The Marine Corps is in search of a contractor to help analyze risks at its facilities and find ways to mitigate potential risks from natural disasters.
The Marine Corps wants to learn from nature about how it can mitigate the impacts of climate change at its facilities and wants a contractor to help figure out how to do that.
The Marines are working with the Army Engineer Research and Development Center’s environmental laboratory to look for what they are calling “nature-based solutions” for challenges at facilities in Hawaii, South Carolina and North Carolina.
Nature-based solutions can include rebuilding dunes and creating living shorelines with grasses and other natural structures that can absorb the impacts of storm surges.
This new solicitation describes the use of the Army Corps of Engineer’s Engineering with Nature program as seeking ways to reduce the impact of natural hazards from coastal storms, floods, desertification, drought and wildfires.
The Defense Department estimates it has suffered more than $10 billion in damage from natural hazards, according to the solicitation.
“The risks produced by natural hazards, climate change, and aging infrastructure systems are increasing, as are the need and demand for innovation and action to create resilient systems,” the Marine Corps says in the solicitation.
The contract is an off-shoot of the Navy’s Climate Action 2030 plan that highlights the uses of nature-based resilience. The action plan itself resulted of the Navy’s response to President Biden’s Executive Order 14072 on addressing climate change.

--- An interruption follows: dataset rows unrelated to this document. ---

//! Sample-rate transposer: linear interpolation plus anti-alias filtering.
//!
//! Playing `rate` input frames per output frame shifts pitch and tempo
//! together by `rate`. Combined with the time stretcher this yields pitch
//! change at constant tempo.

use crate::fifo::FifoSampleBuffer;
use crate::filter::AntiAliasFilter;
use crate::stage::Stage;

pub struct RateTransposer {
    rate: f64,
    channels: usize,
    /// Read position within the input queue, in frames. The integer part is
    /// applied at the start of each call.
    fract: f64,
    filter: Option<AntiAliasFilter>,
    input: FifoSampleBuffer,
    /// Between transposition and filtering.
    mid: FifoSampleBuffer,
    output: FifoSampleBuffer,
    scratch: Vec<f32>,
}

impl RateTransposer {
    /// `rate` > 1 shortens the signal and raises pitch.
    pub fn new(channels: usize, rate: f64, anti_alias_taps: Option<usize>) -> Self {
        let filter = anti_alias_taps.map(|taps| {
            let cutoff = if rate > 1.0 { 0.5 / rate } else { 0.5 * rate };
            AntiAliasFilter::new(cutoff, taps, channels)
        });

        tracing::debug!(
            rate,
            anti_alias = filter.as_ref().map(|f| f.taps()).unwrap_or(0),
            "rate transposer configured"
        );

        let mut transposer = Self {
            rate,
            channels,
            fract: 0.0,
            filter,
            input: FifoSampleBuffer::new(channels),
            mid: FifoSampleBuffer::new(channels),
            output: FifoSampleBuffer::new(channels),
            scratch: Vec::new(),
        };
        transposer.prime();
        transposer
    }

    pub fn rate(&self) -> f64 {
        self.rate
    }

    /// Pre-fill the filter input so its group delay does not shift output.
    fn prime(&mut self) {
        if let Some(filter) = &self.filter {
            let delay = filter.delay();
            if self.rate > 1.0 {
                self.input.put_silence(delay);
            } else {
                self.mid.put_silence(delay);
            }
        }
    }

    /// Linear interpolation from `src` into `dst` at `rate` source frames
    /// per output frame.
    fn transpose(
        src: &mut FifoSampleBuffer,
        dst: &mut FifoSampleBuffer,
        rate: f64,
        fract: &mut f64,
        channels: usize,
        scratch: &mut Vec<f32>,
    ) {
        let frames = src.frames();
        let whole = fract.floor();
        let mut pos = whole as usize;
        let mut frac = *fract - whole;

        scratch.clear();
        let samples = src.samples();
        while pos + 1 < frames {
            let a = &samples[pos * channels..(pos + 1) * channels];
            let b = &samples[(pos + 1) * channels..(pos + 2) * channels];
            let f = frac as f32;
            scratch.extend(a.iter().zip(b).map(|(&x, &y)| x + (y - x) * f));

            frac += rate;
            let step = frac.floor();
            frac -= step;
            pos += step as usize;
        }

        let consumed = pos.min(frames);
        src.discard(consumed);
        *fract = frac + (pos - consumed) as f64;
        dst.put_samples(scratch.as_slice());
    }
}

impl Stage for RateTransposer {
    fn name(&self) -> &'static str {
        "rate-transpose"
    }

    fn input_mut(&mut self) -> &mut FifoSampleBuffer {
        &mut self.input
    }

    fn output_mut(&mut self) -> &mut FifoSampleBuffer {
        &mut self.output
    }

    fn process(&mut self) {
        let channels = self.channels;
        match &self.filter {
            None => Self::transpose(
                &mut self.input,
                &mut self.output,
                self.rate,
                &mut self.fract,
                channels,
                &mut self.scratch,
            ),
            Some(filter) if self.rate > 1.0 => {
                // Decimation: band-limit first.
                filter.evaluate(&mut self.input, &mut self.mid);
                Self::transpose(
                    &mut self.mid,
                    &mut self.output,
                    self.rate,
                    &mut self.fract,
                    channels,
                    &mut self.scratch,
                );
            }
            Some(filter) => {
                // Interpolation: remove images afterwards.
                Self::transpose(
                    &mut self.input,
                    &mut self.mid,
                    self.rate,
                    &mut self.fract,
                    channels,
                    &mut self.scratch,
                );
                filter.evaluate(&mut self.mid, &mut self.output);
            }
        }
    }

    fn clear(&mut self) {
        self.input.clear();
        self.mid.clear();
        self.output.clear();
        self.fract = 0.0;
        self.prime();
    }

    fn latency_frames(&self) -> usize {
        let filter = self.filter.as_ref().map(|f| f.taps()).unwrap_or(0);
        filter + 1
    }

    fn frame_ratio(&self) -> f64 {
        1.0 / self.rate
    }
}

#[cfg(test)]
mod tests {
    use super::*;
    use approx::assert_relative_eq;

    fn run(t: &mut RateTransposer, input: &[f32], block: usize) -> Vec<f32> {
        let mut out = Vec::new();
        for chunk in input.chunks(block) {
            t.input_mut().put_samples(chunk);
            t.process();
            out.extend_from_slice(t.output_mut().samples());
            t.output_mut().clear();
        }
        out
    }

    #[test]
    fn test_ramp_is_resampled_linearly() {
        let ramp: Vec<f32> = (0..100).map(|i| i as f32).collect();
        let mut t = RateTransposer::new(1, 0.5, None);
        let out = run(&mut t, &ramp, 100);
        // Every input step yields two output frames.
        assert_eq!(out.len(), 198);
        for (i, &s) in out.iter().enumerate() {
            assert_relative_eq!(s, i as f32 * 0.5, epsilon = 1e-4);
        }
    }

    #[test]
    fn test_fractional_position_carries_across_calls() {
        let ramp: Vec<f32> = (0..1000).map(|i| i as f32 / 1000.0).collect();
        let mut whole = RateTransposer::new(1, 1.37, None);
        let mut pieces = RateTransposer::new(1, 1.37, None);
        let a = run(&mut whole, &ramp, 1000);
        let b = run(&mut pieces, &ramp, 3);
        assert_eq!(a.len(), b.len());
        for (x, y) in a.iter().zip(&b) {
            assert_relative_eq!(x, y, epsilon = 1e-5);
        }
    }

    #[test]
    fn test_rate_above_two_skips_across_calls() {
        let ramp: Vec<f32> = (0..600).map(|i| i as f32).collect();
        let mut t = RateTransposer::new(1, 3.0, None);
        let out = run(&mut t, &ramp, 1);
        assert_eq!(out.len(), 200);
        for (i, &s) in out.iter().enumerate() {
            assert_relative_eq!(s, (i * 3) as f32, epsilon = 1e-4);
        }
    }

    #[test]
    fn test_output_length_scales_with_rate() {
        let input = vec![0.25; 2 * 48_000];
        for rate in [0.5, 0.75, 1.5, 2.0] {
            let mut t = RateTransposer::new(2, rate, Some(64));
            let out = run(&mut t, &input, 1024);
            let frames = out.len() / 2;
            let expected = 48_000.0 / rate;
            assert!(
                (frames as f64 - expected).abs() < 100.0,
                "rate {rate}: {frames} frames, expected {expected}"
            );
        }
    }

    #[test]
    fn test_filtered_dc_level_is_preserved() {
        let input = vec![0.5; 8000];
        let mut t = RateTransposer::new(1, 1.5, Some(64));
        let out = run(&mut t, &input, 512);
        for &s in &out[100..out.len() - 100] {
            assert_relative_eq!(s, 0.5, epsilon = 1e-3);
        }
    }
}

The Marines want a contractor that can collect data on the local facilities and establish a baseline that includes local needs. There is also demand for policy development and training.
Some of the specific areas of expertise include planning and program management, landscape architecture, ecology, geology and hydrodynamic modeling.
The three Marine Corps facilities to be covered by the contract include Marine Corps Air Station Beaufort in South Carolina, Marine Corps Base Hawaii, and Marine Corps Air Station Cherry Point in North Carolina.
Proposals are due Sept. 1. There is no estimate for the value of the contract, which is being awarded through a full-and-open competition.